S1: Sensible model design Although the masked latent conditioning is not new, the architectural modification upon SVD is sensible and allows joint training on 3D and 4D data.

S2: General model for 3D and 4D generation The proposed model is capable of 3D and 4D generation of both object-centric and scene-level videos, which is more general than most prior methods. On a side note, the authors should also include MotionCtrl in Table 1.

S3: Good writing The paper is well-written and easy to follow overall.

缺点

W1: Limitation of camera pose estimation The proposed camera pose estimation relies on segmentation of all moving pixels. However, in scenarios where camera moves independently of object motion, especially when camera motion is large or objects take up a large portion of the scene, it would be challenging to estimate accurate camera pose. Does the method assume that these cases do not exist in the dataset?

W2: Quality of 3D object generation The results of 3D object generation seem to be of comparable or worse quality than the prior state-of-the-arts both qualitatively (Figure 10) and quantitatively (Table 6). Moreover, the quantitative evaluation is incomplete since some more recent methods (Zero123XL, Magic123, SV3D, EscherNet, etc) are missing and the metric is limited to CLIP-I only, while prior works usually report metrics like LPIPS, SSIM, Chamfer Distance, 3D IoU (on 3D object datasets like Google Scanned Objects).

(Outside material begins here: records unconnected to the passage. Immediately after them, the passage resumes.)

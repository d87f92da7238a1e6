//! 肌肉控制
//!
//! 在物理积分之前写入：运动学标志、骨盆锚定、关节驱动目标与强度。

use super::BlendState;
use crate::physics::{ForceMode, PhysicsSolver};
use crate::skeleton::{BoneTransform, Limb, LimbFlags};

/// 肌肉控制器
///
/// 持有骨盆锚定的请求状态；肌肉强度本身存放在各肢体上。
#[derive(Debug, Default)]
pub struct MuscleController {
    /// 用户是否请求锚定
    anchor_requested: bool,
    /// 锚定位姿（刚体世界变换），请求锚定时采样
    anchor_pose: Option<BoneTransform>,
}

impl MuscleController {
    pub fn new() -> Self {
        Self::default()
    }

    #[inline]
    pub fn anchor_requested(&self) -> bool {
        self.anchor_requested
    }

    #[inline]
    pub fn anchor_pose(&self) -> Option<BoneTransform> {
        self.anchor_pose
    }

    /// 单肢体驱动强度
    ///
    /// 自由落体时基础强度为 0；强制贴合权重 `f` 把强度向 1 推：
    /// `s = base + (1 - base) * f`
    #[inline]
    pub fn drive_strength(state: &BlendState, limb: &Limb) -> f32 {
        let base = if state.free_fall {
            0.0
        } else {
            state.muscle_power * limb.muscle_multiplier()
        };
        let f = state.force_to_animator;
        (base + (1.0 - base) * f).clamp(0.0, 1.0)
    }

    /// 写入关节驱动
    ///
    /// 目标为上一次姿态采样得到的动画姿态（不是写回后的混合姿态）。
    pub fn apply_drives(limbs: &mut [Limb], state: &BlendState, solver: &mut dyn PhysicsSolver) {
        for limb in limbs.iter_mut() {
            let strength = Self::drive_strength(state, limb);
            limb.set_muscle_strength(strength);
            if limb.wants_kinematic() {
                continue;
            }
            let target = limb.body_from_bone(&limb.animated);
            solver.set_drive(limb.body, limb.joint, target.rotation, limb.muscle_strength());
        }
    }

    /// 立即设置全部肢体运动学标志并提交给求解器
    pub fn set_all_kinematic(limbs: &mut [Limb], kinematic: bool, solver: &mut dyn PhysicsSolver) {
        for limb in limbs.iter_mut() {
            limb.flags.set(LimbFlags::KINEMATIC, kinematic);
        }
        Self::sync_kinematic(limbs, solver);
    }

    /// 把期望的运动学状态提交给求解器（仅在变化时调用）
    pub fn sync_kinematic(limbs: &mut [Limb], solver: &mut dyn PhysicsSolver) {
        for limb in limbs.iter_mut() {
            let wants = limb.wants_kinematic();
            if wants != limb.flags.contains(LimbFlags::APPLIED_KINEMATIC) {
                solver.set_kinematic(limb.body, wants);
                limb.flags.set(LimbFlags::APPLIED_KINEMATIC, wants);
            }
        }
    }

    /// 请求锚定 / 解除锚定
    ///
    /// 锚定时采样骨盆当前物理位姿作为锚点；返回 false 表示骨盆刚体不可用。
    pub fn request_anchor(&mut self, anchor: bool, pelvis: &Limb, solver: &dyn PhysicsSolver) -> bool {
        if anchor {
            if !self.anchor_requested || self.anchor_pose.is_none() {
                match solver.body_transform(pelvis.body) {
                    Some(pose) => self.anchor_pose = Some(pose),
                    None => return false,
                }
            }
            self.anchor_requested = true;
        } else {
            self.anchor_requested = false;
        }
        true
    }

    /// 每个物理步更新骨盆锚定
    ///
    /// - 请求锚定且权重达到 1：骨盆运动学锁定在锚点
    /// - 权重在 (0,1)：骨盆保持动态，由弹簧按权重拉向锚点
    /// - 解除请求且权重归零：丢弃锚点
    pub fn update_anchor(
        &mut self,
        pelvis: &mut Limb,
        state: &BlendState,
        stiffness: f32,
        damping: f32,
        solver: &mut dyn PhysicsSolver,
    ) {
        let w = state.pelvis_anchor;
        let Some(anchor) = self.anchor_pose else {
            pelvis.flags.remove(LimbFlags::ANCHORED);
            return;
        };

        let locked = self.anchor_requested && w >= 1.0;
        pelvis.flags.set(LimbFlags::ANCHORED, locked);

        if locked {
            solver.set_body_transform(pelvis.body, anchor);
            return;
        }

        if !self.anchor_requested && w <= 0.0 {
            self.anchor_pose = None;
            return;
        }

        if w > 0.0 && !pelvis.wants_kinematic() {
            let Some(current) = solver.body_transform(pelvis.body) else {
                return;
            };
            let offset = anchor.translation - current.translation;
            let velocity = solver.linear_velocity(pelvis.body);
            let accel = (offset * stiffness - velocity * damping) * w;
            if accel.length_squared() > 0.0 && accel.is_finite() {
                solver.apply_force(pelvis.body, accel, ForceMode::Acceleration);
            }
        }
    }

    /// 丢弃锚定请求（dummy 销毁时）
    pub fn clear_anchor(&mut self) {
        self.anchor_requested = false;
        self.anchor_pose = None;
    }
}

W3: Evaluation of 4D object generation Again, the quantitative evaluation for 4D object generation is limited to the CLIP-I metric and more recent methods like STAG4D and DreamGaussian4D are missing. Also, it is unclear if the metrics in Table 3 are calculated on the training (synthesized) video frames only or on densely sampled views and timestamps. Since the proposed method optimizes 4D-GS only on one camera orbit without SDS loss, I suspect that the outputs look good on these frames/views but worse than other methods in novel views.

W4: Small camera motion in 4D scene generation All the presented results on 4D scene generation seem to have smaller camera motion compared to results shown in prior work like MotionCtrl. Although the results in Figure 5 and supplemental video show decent temporal consistency and motion, I’m wondering if it is limited to camera trajectories without much deviation from the input view.

W5: Lack of results on motion strength control While the paper emphasizes the contribution of motion strength control, there is only one example of a simple driving scene. It would be more insightful to show more diverse motion cases to understand the effeteness and limitations of it.

问题

Q1: Following W1, what are the assumption and failure cases of the proposed camera estimation?

Q2: Following W3, please describe how the metric is calculated in detail for fair comparison against prior methods.

审稿意见
3

The paper trained a video generation model that can control camera trajectory and magnitude of motion and supports multiple frame conditioning.

优点

The paper shares technical details on how to annotate magnitude motion and camera poses from in the wild videos. The alpha-fusion layers for motion disentangle seems an interesting design.

缺点

First, I feel the claim of being able to perform 4D generation is an over-claim to me. 4D generation requires the capability of either directly generating 4D representations such as dynamic 3D GS, or at least generating synchronized multi-view videos like in SV4D. Neither of these capabilities were presented in the main paper. In table 1, the capability of generating synchronized videos were not discussed, and to me, this is a severe misrepresentation. It would be more appropriate for the author to rebrand their method as a motion-controllable and 3D-aware video model.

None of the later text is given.